(Saved data entries)
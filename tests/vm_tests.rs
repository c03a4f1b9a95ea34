use std::sync::{Arc, Mutex};

use num_bigint::BigInt;
use vm::{
    assemble, HostError, HostGateway, InputSource, OutputEvent, Program, Service, Vm, VmErrorKind,
    VmStatus,
};

fn run_source(source: &str) -> Vm {
    let mut machine = Vm::new(Program::new(assemble(source).expect("assemble should succeed")));
    let status = machine.run().expect("vm should run");
    assert_eq!(status, VmStatus::Halted);
    machine
}

fn prints(machine: &Vm) -> Vec<BigInt> {
    machine
        .output()
        .iter()
        .filter_map(|event| match event {
            OutputEvent::Print(value) | OutputEvent::Output(value) => Some(value.clone()),
            _ => None,
        })
        .collect()
}

#[test]
fn arithmetic_pops_b_then_a() {
    let machine = run_source("PUSH 10\nPUSH 3\nSUB\nPRINT\nHALT\n");
    assert_eq!(prints(&machine), vec![BigInt::from(7)]);

    let machine = run_source("PUSH 10\nPUSH 3\nDIV\nPRINT\nHALT\n");
    assert_eq!(prints(&machine), vec![BigInt::from(3)]);

    let machine = run_source("PUSH 10\nPUSH 3\nMOD\nPRINT\nHALT\n");
    assert_eq!(prints(&machine), vec![BigInt::from(1)]);
}

#[test]
fn neg_and_signed_division_truncate_toward_zero() {
    let machine = run_source("PUSH 7\nNEG\nPUSH 2\nDIV\nPRINT\nHALT\n");
    assert_eq!(prints(&machine), vec![BigInt::from(-3)]);

    let machine = run_source("PUSH 7\nNEG\nPUSH 3\nMOD\nPRINT\nHALT\n");
    assert_eq!(prints(&machine), vec![BigInt::from(-1)]);
}

#[test]
fn division_by_zero_is_fatal() {
    let mut machine = Vm::new(Program::new(
        assemble("PUSH 1\nPUSH 0\nDIV\n").expect("assemble should succeed"),
    ));
    let err = machine.run().expect_err("division should fail");
    assert_eq!(err.kind, VmErrorKind::DivisionByZero);
    assert_eq!(err.ip, 2);
}

#[test]
fn stack_underflow_reports_ip() {
    let mut machine = Vm::new(Program::new(
        assemble("NOP\nPRINT\n").expect("assemble should succeed"),
    ));
    let err = machine.run().expect_err("print should underflow");
    assert_eq!(err.kind, VmErrorKind::StackUnderflow);
    assert_eq!(err.ip, 1);
}

#[test]
fn bitwise_ops_and_shifts() {
    let machine = run_source("PUSH 6\nPUSH 3\nAND\nPRINT\nHALT\n");
    assert_eq!(prints(&machine), vec![BigInt::from(2)]);

    let machine = run_source("PUSH 6\nPUSH 3\nOR\nPRINT\nHALT\n");
    assert_eq!(prints(&machine), vec![BigInt::from(7)]);

    let machine = run_source("PUSH 6\nPUSH 3\nXOR\nPRINT\nHALT\n");
    assert_eq!(prints(&machine), vec![BigInt::from(5)]);

    let machine = run_source("PUSH 3\nPUSH 2\nSHL\nPRINT\nHALT\n");
    assert_eq!(prints(&machine), vec![BigInt::from(12)]);

    let machine = run_source("PUSH 12\nPUSH 2\nSHR\nPRINT\nHALT\n");
    assert_eq!(prints(&machine), vec![BigInt::from(3)]);
}

#[test]
fn negative_shift_amount_is_invalid() {
    let mut machine = Vm::new(Program::new(
        assemble("PUSH 1\nPUSH 2\nNEG\nSHL\n").expect("assemble should succeed"),
    ));
    let err = machine.run().expect_err("negative shift should fail");
    assert!(matches!(err.kind, VmErrorKind::InvalidShift(_)));
}

#[test]
fn float_punning_roundtrips_through_fmul() {
    let machine = run_source("PUSH 3\nI2F\nPUSH 2\nI2F\nFMUL\nF2I\nPRINT\nHALT\n");
    assert_eq!(prints(&machine), vec![BigInt::from(6)]);
}

#[test]
fn fdiv_truncates_on_f2i() {
    let machine = run_source("PUSH 7\nI2F\nPUSH 2\nI2F\nFDIV\nF2I\nPRINT\nHALT\n");
    assert_eq!(prints(&machine), vec![BigInt::from(3)]);
}

#[test]
fn fdiv_by_zero_is_fatal() {
    let mut machine = Vm::new(Program::new(
        assemble("PUSH 1\nI2F\nPUSH 0\nI2F\nFDIV\n").expect("assemble should succeed"),
    ));
    let err = machine.run().expect_err("float division should fail");
    assert_eq!(err.kind, VmErrorKind::DivisionByZero);
}

#[test]
fn store_then_load_pushes_stored_value() {
    let machine = run_source("PUSH 41\nSTORE 9\nLOAD 9\nPRINT\nHALT\n");
    assert_eq!(prints(&machine), vec![BigInt::from(41)]);
}

#[test]
fn undefined_load_pushes_zero() {
    let machine = run_source("LOAD 1234\nPRINT\nHALT\n");
    assert_eq!(prints(&machine), vec![BigInt::from(0)]);
}

#[test]
fn alloc_pushes_base_and_free_by_operand_releases() {
    let machine = run_source("ALLOC 4\nPRINT\nFREE 4096\nHALT\n");
    assert_eq!(prints(&machine), vec![BigInt::from(4096)]);
    assert_eq!(machine.memory().live_regions(), 0);
}

#[test]
fn free_operand_zero_pops_base_from_stack() {
    let machine = run_source("ALLOC 8\nFREE 0\nHALT\n");
    assert_eq!(machine.memory().live_regions(), 0);
}

#[test]
fn free_of_unallocated_base_is_fatal() {
    let mut machine = Vm::new(Program::new(
        assemble("FREE 5\n").expect("assemble should succeed"),
    ));
    let err = machine.run().expect_err("free should fail");
    assert_eq!(err.kind, VmErrorKind::MemoryOutOfRange(BigInt::from(5)));
}

#[test]
fn alloc_reuses_freed_block_of_matching_size() {
    let machine = run_source("ALLOC 4\nFREE 0\nALLOC 4\nPRINT\nHALT\n");
    assert_eq!(prints(&machine), vec![BigInt::from(4096)]);
}

#[test]
fn jz_and_jnz_pop_their_condition() {
    let machine = run_source("PUSH 0\nJZ skip\nPUSH 1\nPRINT\nskip: PUSH 2\nPRINT\nHALT\n");
    assert_eq!(prints(&machine), vec![BigInt::from(2)]);

    let machine = run_source("PUSH 1\nJNZ skip\nPUSH 1\nPRINT\nskip: PUSH 2\nPRINT\nHALT\n");
    assert_eq!(prints(&machine), vec![BigInt::from(2)]);
}

#[test]
fn jump_lands_on_labeled_chunk() {
    // JMP L leaves the next fetch at exactly the chunk labeled L
    let machine = run_source("JMP target\nPUSH 1\nPRINT\ntarget: PUSH 2\nPRINT\nHALT\n");
    assert_eq!(prints(&machine), vec![BigInt::from(2)]);
}

#[test]
fn branch_past_end_is_program_bounds() {
    let mut machine = Vm::new(Program::new(
        assemble("JMP 9\nHALT\n").expect("assemble should succeed"),
    ));
    let err = machine.run().expect_err("wild jump should fail");
    assert_eq!(err.kind, VmErrorKind::ProgramBounds);
}

#[test]
fn branch_to_end_terminates_normally() {
    let machine = run_source("PUSH 1\nPRINT\nJMP 0\n");
    assert_eq!(prints(&machine), vec![BigInt::from(1)]);
}

#[test]
fn call_pushes_frame_and_ret_returns() {
    let machine = run_source("CALL sub\nPUSH 2\nPRINT\nHALT\nsub: PUSH 1\nPRINT\nRET\n");
    assert_eq!(prints(&machine), vec![BigInt::from(1), BigInt::from(2)]);
    assert!(machine.frames().is_empty());
}

#[test]
fn ret_on_empty_call_stack_halts() {
    let machine = run_source("PUSH 3\nPRINT\nRET\nPUSH 4\nPRINT\nHALT\n");
    assert_eq!(prints(&machine), vec![BigInt::from(3)]);
}

#[test]
fn input_pops_queue_in_order() {
    let mut machine = Vm::new(Program::new(
        assemble("INPUT\nPRINT\nINPUT\nPRINT\nHALT\n").expect("assemble should succeed"),
    ));
    machine.push_input(BigInt::from(5));
    machine.push_input(BigInt::from(6));
    machine.run().expect("vm should run");
    assert_eq!(prints(&machine), vec![BigInt::from(5), BigInt::from(6)]);
}

#[test]
fn input_on_empty_queue_is_fatal_without_source() {
    let mut machine = Vm::new(Program::new(
        assemble("INPUT\n").expect("assemble should succeed"),
    ));
    let err = machine.run().expect_err("input should exhaust");
    assert_eq!(err.kind, VmErrorKind::InputExhausted);
}

struct CountingSource {
    next: i64,
}

impl InputSource for CountingSource {
    fn read(&mut self) -> Option<BigInt> {
        self.next += 1;
        Some(BigInt::from(self.next))
    }
}

#[test]
fn input_falls_back_to_blocking_source() {
    let mut machine = Vm::new(Program::new(
        assemble("INPUT\nPRINT\nINPUT\nPRINT\nHALT\n").expect("assemble should succeed"),
    ));
    machine.push_input(BigInt::from(100));
    machine.set_input_source(Box::new(CountingSource { next: 0 }));
    machine.run().expect("vm should run");
    assert_eq!(prints(&machine), vec![BigInt::from(100), BigInt::from(1)]);
}

#[test]
fn trace_peeks_without_popping() {
    let machine = run_source("PUSH 9\nTRACE\nPRINT\nHALT\n");
    assert_eq!(
        machine.output(),
        &[
            OutputEvent::Trace(BigInt::from(9)),
            OutputEvent::Print(BigInt::from(9)),
        ]
    );
}

#[test]
fn output_and_print_carry_distinct_tags() {
    let machine = run_source("PUSH 1\nOUTPUT\nPUSH 2\nPRINT\nHALT\n");
    assert_eq!(
        machine.output(),
        &[
            OutputEvent::Output(BigInt::from(1)),
            OutputEvent::Print(BigInt::from(2)),
        ]
    );
}

struct RecordingGateway {
    calls: Arc<Mutex<Vec<&'static str>>>,
    fail_on: Option<Service>,
}

impl HostGateway for RecordingGateway {
    fn call(&mut self, service: Service, stack: &mut Vec<BigInt>) -> Result<(), HostError> {
        self.calls
            .lock()
            .expect("call log poisoned")
            .push(service.name());
        if self.fail_on == Some(service) {
            return Err(HostError::new("refused"));
        }
        if matches!(service, Service::Rng | Service::NetRecv) {
            stack.push(BigInt::from(7));
        }
        Ok(())
    }
}

#[test]
fn host_opcodes_forward_to_gateway() {
    let calls = Arc::new(Mutex::new(Vec::new()));
    let mut machine = Vm::new(Program::new(
        assemble("RNG\nPRINT\nNET_RECV\nPRINT\nPUSH 1\nSYSCALL\nHALT\n")
            .expect("assemble should succeed"),
    ));
    machine.set_gateway(Box::new(RecordingGateway {
        calls: Arc::clone(&calls),
        fail_on: None,
    }));
    machine.run().expect("vm should run");
    assert_eq!(
        calls.lock().expect("call log poisoned").as_slice(),
        &["rng", "net_recv", "syscall"]
    );
    assert_eq!(prints(&machine), vec![BigInt::from(7), BigInt::from(7)]);
}

#[test]
fn gateway_failure_becomes_fatal_with_service_name() {
    let mut machine = Vm::new(Program::new(
        assemble("PUSH 1\nHASH\n").expect("assemble should succeed"),
    ));
    machine.set_gateway(Box::new(RecordingGateway {
        calls: Arc::new(Mutex::new(Vec::new())),
        fail_on: Some(Service::Hash),
    }));
    let err = machine.run().expect_err("gateway should fail");
    match err.kind {
        VmErrorKind::HostGatewayFailure { service, message } => {
            assert_eq!(service, "hash");
            assert_eq!(message, "refused");
        }
        other => panic!("expected gateway failure, got {other:?}"),
    }
    assert_eq!(err.ip, 1);
}

#[test]
fn step_limit_yields_and_resume_continues() {
    let mut machine = Vm::new(Program::new(
        assemble("PUSH 1\nPRINT\nPUSH 2\nPRINT\nHALT\n").expect("assemble should succeed"),
    ));
    machine.set_step_limit(Some(2));
    let status = machine.run().expect("vm should run");
    assert_eq!(status, VmStatus::Yielded);
    assert_eq!(prints(&machine), vec![BigInt::from(1)]);

    machine.set_step_limit(None);
    let status = machine.resume().expect("vm should resume");
    assert_eq!(status, VmStatus::Halted);
    assert_eq!(prints(&machine), vec![BigInt::from(1), BigInt::from(2)]);
}

#[test]
fn block_runs_body_in_subordinate_vm_with_stack_copy() {
    // The child sees the parent's stack but its pops do not affect the
    // parent, and its memory is fresh.
    let machine = run_source(
        "PUSH 7\nSTORE 1\nPUSH 42\nBLOCK 3\nPRINT\nLOAD 1\nPRINT\nPRINT\nHALT\n",
    );
    // child: prints 42 (copied stack), then mem[1] which is 0 in its fresh
    // memory; parent then prints its own intact 42
    assert_eq!(
        prints(&machine),
        vec![BigInt::from(42), BigInt::from(0), BigInt::from(42)]
    );
}

#[test]
fn block_child_error_aborts_parent() {
    let mut machine = Vm::new(Program::new(
        assemble("BLOCK 1\nPRINT\nHALT\n").expect("assemble should succeed"),
    ));
    let err = machine.run().expect_err("child underflow should propagate");
    assert_eq!(err.kind, VmErrorKind::StackUnderflow);
}

#[test]
fn block_composition_matches_inlined_chunks() {
    let blocked = run_source("PUSH 10\nBLOCK 2\nPUSH 1\nPRINT\nPUSH 99\nPRINT\nHALT\n");
    let inlined = run_source("PUSH 10\nPUSH 1\nPRINT\nPUSH 99\nPRINT\nHALT\n");
    assert_eq!(prints(&blocked), prints(&inlined));
}

#[test]
fn block_past_end_is_program_bounds() {
    let mut machine = Vm::new(Program::new(
        assemble("BLOCK 5\nNOP\n").expect("assemble should succeed"),
    ));
    let err = machine.run().expect_err("oversized block should fail");
    assert_eq!(err.kind, VmErrorKind::ProgramBounds);
}

#[test]
fn ntt_roundtrip_leaves_state_unchanged() {
    let machine = run_source("NTT 3\nPUSH 1\nPUSH 2\nADD\nPRINT\nHALT\n");
    assert_eq!(prints(&machine), vec![BigInt::from(3)]);
}

#[test]
fn ntt_over_empty_window_is_noop() {
    let machine = run_source("NTT 0\nPUSH 4\nPRINT\nHALT\n");
    assert_eq!(prints(&machine), vec![BigInt::from(4)]);
}

#[test]
fn ntt_past_end_is_program_bounds() {
    let mut machine = Vm::new(Program::new(
        assemble("NTT 9\nNOP\n").expect("assemble should succeed"),
    ));
    let err = machine.run().expect_err("oversized ntt should fail");
    assert_eq!(err.kind, VmErrorKind::ProgramBounds);
}

#[test]
fn thread_join_merges_child_output_before_parent_continues() {
    let machine = run_source(
        "THREAD_START\nPUSH 1\nPRINT\nHALT\nTHREAD_JOIN\nPUSH 2\nPRINT\nHALT\n",
    );
    assert_eq!(prints(&machine), vec![BigInt::from(1), BigInt::from(2)]);
}

#[test]
fn thread_child_inherits_stack_copy() {
    let machine = run_source(
        "PUSH 5\nTHREAD_START\nPRINT\nHALT\nTHREAD_JOIN\nPRINT\nHALT\n",
    );
    // both the child and the parent print their own copy of the 5
    assert_eq!(prints(&machine), vec![BigInt::from(5), BigInt::from(5)]);
}

#[test]
fn thread_error_propagates_at_join() {
    let mut machine = Vm::new(Program::new(
        assemble("THREAD_START\nPUSH 1\nPUSH 0\nDIV\nHALT\nTHREAD_JOIN\nHALT\n")
            .expect("assemble should succeed"),
    ));
    let err = machine.run().expect_err("child error should propagate");
    assert_eq!(err.kind, VmErrorKind::DivisionByZero);
}

#[test]
fn thread_join_without_start_is_fatal() {
    let mut machine = Vm::new(Program::new(
        assemble("THREAD_JOIN\n").expect("assemble should succeed"),
    ));
    let err = machine.run().expect_err("join should fail");
    assert_eq!(err.kind, VmErrorKind::ThreadUnavailable);
}

#[test]
fn thread_start_without_halt_is_program_bounds() {
    let mut machine = Vm::new(Program::new(
        assemble("THREAD_START\nNOP\nNOP\n").expect("assemble should succeed"),
    ));
    let err = machine.run().expect_err("missing child halt should fail");
    assert_eq!(err.kind, VmErrorKind::ProgramBounds);
}

#[test]
fn decode_memo_hits_on_repeated_chunks() {
    let machine = run_source("PUSH 1\nPUSH 1\nPUSH 1\nADD\nADD\nPRINT\nHALT\n");
    let stats = machine.memo_stats();
    assert!(stats.hits >= 3, "expected memo hits, got {stats:?}");
    assert!(stats.misses >= 4);
}

#[test]
fn end_of_program_without_halt_terminates() {
    let machine = run_source("PUSH 1\nPRINT\n");
    assert_eq!(prints(&machine), vec![BigInt::from(1)]);
}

> **REQUIRED WORK**:
One number makes up the answer: the number of lines among the entries that include the word "struct".

> **TASK RESPONSE**:
2